- WORK TO COMPLETE:
The entries below should be copied exactly and completely.

- RECORDS FOR THE TASK:
- - - - - - -
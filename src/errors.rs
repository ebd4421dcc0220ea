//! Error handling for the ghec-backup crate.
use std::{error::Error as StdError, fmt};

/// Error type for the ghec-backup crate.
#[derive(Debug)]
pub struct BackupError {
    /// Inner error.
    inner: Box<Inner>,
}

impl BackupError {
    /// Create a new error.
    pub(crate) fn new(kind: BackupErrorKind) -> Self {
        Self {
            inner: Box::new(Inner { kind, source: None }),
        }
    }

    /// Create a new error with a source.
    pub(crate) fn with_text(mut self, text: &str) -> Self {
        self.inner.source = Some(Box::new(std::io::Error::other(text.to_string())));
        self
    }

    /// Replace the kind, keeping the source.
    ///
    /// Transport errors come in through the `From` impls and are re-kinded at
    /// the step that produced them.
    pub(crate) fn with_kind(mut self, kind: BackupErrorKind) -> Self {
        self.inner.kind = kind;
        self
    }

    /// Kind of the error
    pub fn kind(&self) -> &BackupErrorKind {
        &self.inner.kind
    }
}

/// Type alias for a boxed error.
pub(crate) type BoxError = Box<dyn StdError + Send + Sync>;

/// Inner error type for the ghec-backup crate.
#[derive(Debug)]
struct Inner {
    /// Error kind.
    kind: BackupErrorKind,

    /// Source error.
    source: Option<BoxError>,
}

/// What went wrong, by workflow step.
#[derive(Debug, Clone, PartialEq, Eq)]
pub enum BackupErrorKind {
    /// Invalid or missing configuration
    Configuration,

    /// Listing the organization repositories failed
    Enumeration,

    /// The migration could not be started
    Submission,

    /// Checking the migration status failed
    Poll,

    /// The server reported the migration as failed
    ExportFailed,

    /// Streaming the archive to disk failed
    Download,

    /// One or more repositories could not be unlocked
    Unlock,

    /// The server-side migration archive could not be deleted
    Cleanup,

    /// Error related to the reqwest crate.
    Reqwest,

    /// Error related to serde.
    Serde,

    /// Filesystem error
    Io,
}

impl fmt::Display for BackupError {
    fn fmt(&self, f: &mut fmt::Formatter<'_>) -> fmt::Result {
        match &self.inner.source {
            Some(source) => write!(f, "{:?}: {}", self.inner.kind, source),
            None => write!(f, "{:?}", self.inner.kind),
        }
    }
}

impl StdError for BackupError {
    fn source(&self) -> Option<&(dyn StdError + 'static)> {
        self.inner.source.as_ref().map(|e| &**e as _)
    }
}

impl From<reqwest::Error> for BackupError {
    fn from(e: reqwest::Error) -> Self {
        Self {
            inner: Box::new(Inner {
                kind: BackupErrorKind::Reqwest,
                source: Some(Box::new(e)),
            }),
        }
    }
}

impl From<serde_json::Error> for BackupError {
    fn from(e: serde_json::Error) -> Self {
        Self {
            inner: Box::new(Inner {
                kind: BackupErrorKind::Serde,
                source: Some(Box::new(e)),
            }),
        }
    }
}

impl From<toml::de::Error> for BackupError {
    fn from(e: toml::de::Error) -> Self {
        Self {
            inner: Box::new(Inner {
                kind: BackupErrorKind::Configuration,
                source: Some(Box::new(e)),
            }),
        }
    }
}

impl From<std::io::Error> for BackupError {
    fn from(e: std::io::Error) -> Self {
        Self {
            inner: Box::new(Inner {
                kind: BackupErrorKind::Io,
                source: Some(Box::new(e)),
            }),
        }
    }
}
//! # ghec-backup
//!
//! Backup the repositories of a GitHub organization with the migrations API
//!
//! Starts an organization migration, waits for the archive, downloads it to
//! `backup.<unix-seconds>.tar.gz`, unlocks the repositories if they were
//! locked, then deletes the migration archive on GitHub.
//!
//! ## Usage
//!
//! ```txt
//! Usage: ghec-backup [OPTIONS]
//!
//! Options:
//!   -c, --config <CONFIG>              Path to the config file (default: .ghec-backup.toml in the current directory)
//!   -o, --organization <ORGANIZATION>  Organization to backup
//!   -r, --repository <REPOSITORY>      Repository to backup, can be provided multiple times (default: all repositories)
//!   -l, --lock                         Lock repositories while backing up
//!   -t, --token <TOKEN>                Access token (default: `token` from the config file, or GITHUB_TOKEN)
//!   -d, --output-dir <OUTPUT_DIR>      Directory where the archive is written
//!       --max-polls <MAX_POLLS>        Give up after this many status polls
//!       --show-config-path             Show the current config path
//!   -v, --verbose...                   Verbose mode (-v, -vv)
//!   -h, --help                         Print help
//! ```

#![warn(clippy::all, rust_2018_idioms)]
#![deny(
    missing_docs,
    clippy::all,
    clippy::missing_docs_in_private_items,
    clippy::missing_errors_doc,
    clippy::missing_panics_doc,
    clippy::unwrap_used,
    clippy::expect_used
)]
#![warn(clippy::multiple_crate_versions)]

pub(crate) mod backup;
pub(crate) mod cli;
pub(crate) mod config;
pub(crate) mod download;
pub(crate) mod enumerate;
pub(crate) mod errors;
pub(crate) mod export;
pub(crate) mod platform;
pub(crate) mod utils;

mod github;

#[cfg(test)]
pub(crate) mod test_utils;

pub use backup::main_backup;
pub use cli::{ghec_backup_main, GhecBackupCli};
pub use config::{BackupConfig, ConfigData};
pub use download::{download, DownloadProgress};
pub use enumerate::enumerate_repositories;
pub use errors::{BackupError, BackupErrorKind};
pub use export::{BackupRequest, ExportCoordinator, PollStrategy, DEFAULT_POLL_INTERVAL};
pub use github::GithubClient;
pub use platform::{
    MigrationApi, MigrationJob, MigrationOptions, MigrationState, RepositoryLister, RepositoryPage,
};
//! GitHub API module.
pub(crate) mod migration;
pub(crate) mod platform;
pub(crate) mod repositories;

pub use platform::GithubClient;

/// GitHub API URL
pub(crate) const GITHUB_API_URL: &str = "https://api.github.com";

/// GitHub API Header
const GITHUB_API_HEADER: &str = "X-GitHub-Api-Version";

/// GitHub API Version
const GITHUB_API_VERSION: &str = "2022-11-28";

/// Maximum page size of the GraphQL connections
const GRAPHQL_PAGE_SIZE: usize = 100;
- - - - - - -
- ANSWER SPACE:
filename src/errors.rs
repository ebd4421dcc0220ea
//! Error handling for the ghec-backup crate.
use std::{error::Error as StdError, fmt};

/// Error type for the ghec-backup crate.
#[derive(Debug)]
pub struct BackupError {
    /// Inner error.
    inner: Box<Inner>,
}

impl BackupError {
    /// Create a new error.
    pub(crate) fn new(kind: BackupErrorKind) -> Self {
        Self {
            inner: Box::new(Inner { kind, source: None }),
        }
    }

    /// Create a new error with a source.
    pub(crate) fn with_text(mut self, text: &str) -> Self {
        self.inner.source = Some(Box::new(std::io::Error::other(text.to_string())));
        self
    }

    /// Replace the kind, keeping the source.
    ///
    /// Transport errors come in through the `From` impls and are re-kinded at
    /// the step that produced them.
    pub(crate) fn with_kind(mut self, kind: BackupErrorKind) -> Self {
        self.inner.kind = kind;
        self
    }

    /// Kind of the error
    pub fn kind(&self) -> &BackupErrorKind {
        &self.inner.kind
    }
}

/// Type alias for a boxed error.
pub(crate) type BoxError = Box<dyn StdError + Send + Sync>;

/// Inner error type for the ghec-backup crate.
#[derive(Debug)]
struct Inner {
    /// Error kind.
    kind: BackupErrorKind,

    /// Source error.
    source: Option<BoxError>,
}

/// What went wrong, by workflow step.
#[derive(Debug, Clone, PartialEq, Eq)]
pub enum BackupErrorKind {
    /// Invalid or missing configuration
    Configuration,

    /// Listing the organization repositories failed
    Enumeration,

    /// The migration could not be started
    Submission,

    /// Checking the migration status failed
    Poll,

    /// The server reported the migration as failed
    ExportFailed,

    /// Streaming the archive to disk failed
    Download,

    /// One or more repositories could not be unlocked
    Unlock,

    /// The server-side migration archive could not be deleted
    Cleanup,

    /// Error related to the reqwest crate.
    Reqwest,

    /// Error related to serde.
    Serde,

    /// Filesystem error
    Io,
}

impl fmt::Display for BackupError {
    fn fmt(&self, f: &mut fmt::Formatter<'_>) -> fmt::Result {
        match &self.inner.source {
            Some(source) => write!(f, "{:?}: {}", self.inner.kind, source),
            None => write!(f, "{:?}", self.inner.kind),
        }
    }
}

impl StdError for BackupError {
    fn source(&self) -> Option<&(dyn StdError + 'static)> {
        self.inner.source.as_ref().map(|e| &**e as _)
    }
}

impl From<reqwest::Error> for BackupError {
    fn from(e: reqwest::Error) -> Self {
        Self {
            inner: Box::new(Inner {
                kind: BackupErrorKind::Reqwest,
                source: Some(Box::new(e)),
            }),
        }
    }
}

impl From<serde_json::Error> for BackupError {
    fn from(e: serde_json::Error) -> Self {
        Self {
            inner: Box::new(Inner {
                kind: BackupErrorKind::Serde,
                source: Some(Box::new(e)),
            }),
        }
    }
}

impl From<toml::de::Error> for BackupError {
    fn from(e: toml::de::Error) -> Self {
        Self {
            inner: Box::new(Inner {
                kind: BackupErrorKind::Configuration,
                source: Some(Box::new(e)),
            }),
        }
    }
}

impl From<std::io::Error> for BackupError {
    fn from(e: std::io::Error) -> Self {
        Self {
            inner: Box::new(Inner {
                kind: BackupErrorKind::Io,
                source: Some(Box::new(e)),
            }),
        }
    }
}
//! # ghec-backup
//!
//! Backup the repositories of a GitHub organization with the migrations API
//!
//! Starts an organization migration, waits for the archive, downloads it to
//! `backup.<unix-seconds>.tar.gz`, unlocks the repositories if they were
//! locked, then deletes the migration archive on GitHub.
//!
//! ## Usage
//!
//! ```txt
//! Usage: ghec-backup [OPTIONS]
//!
//! Options:
//!   -c, --config <CONFIG>              Path to the config file (default: .ghec-backup.toml in the current directory)
//!   -o, --organization <ORGANIZATION>  Organization to backup
//!   -r, --repository <REPOSITORY>      Repository to backup, can be provided multiple times (default: all repositories)
//!   -l, --lock                         Lock repositories while backing up
//!   -t, --token <TOKEN>                Access token (default: `token` from the config file, or GITHUB_TOKEN)
//!   -d, --output-dir <OUTPUT_DIR>      Directory where the archive is written
//!       --max-polls <MAX_POLLS>        Give up after this many status polls
//!       --show-config-path             Show the current config path
//!   -v, --verbose...                   Verbose mode (-v, -vv)
//!   -h, --help                         Print help
//! ```

#![warn(clippy::all, rust_2018_idioms)]
#![deny(
    missing_docs,
    clippy::all,
    clippy::missing_docs_in_private_items,
    clippy::missing_errors_doc,
    clippy::missing_panics_doc,
    clippy::unwrap_used,
    clippy::expect_used
)]
#![warn(clippy::multiple_crate_versions)]

pub(crate) mod backup;
pub(crate) mod cli;
pub(crate) mod config;
pub(crate) mod download;
pub(crate) mod enumerate;
pub(crate) mod errors;
pub(crate) mod export;
pub(crate) mod platform;
pub(crate) mod utils;

mod github;

#[cfg(test)]
pub(crate) mod test_utils;

pub use backup::main_backup;
pub use cli::{ghec_backup_main, GhecBackupCli};
pub use config::{BackupConfig, ConfigData};
pub use download::{download, DownloadProgress};
pub use enumerate::enumerate_repositories;
pub use errors::{BackupError, BackupErrorKind};
pub use export::{BackupRequest, ExportCoordinator, PollStrategy, DEFAULT_POLL_INTERVAL};
pub use github::GithubClient;
pub use platform::{
    MigrationApi, MigrationJob, MigrationOptions, MigrationState, RepositoryLister, RepositoryPage,
};
//! GitHub API module.
pub(crate) mod migration;
pub(crate) mod platform;
pub(crate) mod repositories;

pub use platform::GithubClient;

/// GitHub API URL
pub(crate) const GITHUB_API_URL: &str = "https://api.github.com";

/// GitHub API Header
const GITHUB_API_HEADER: &str = "X-GitHub-Api-Version";

/// GitHub API Version
const GITHUB_API_VERSION: &str = "2022-11-28";

/// Maximum page size of the GraphQL connections
const GRAPHQL_PAGE_SIZE: usize = 100;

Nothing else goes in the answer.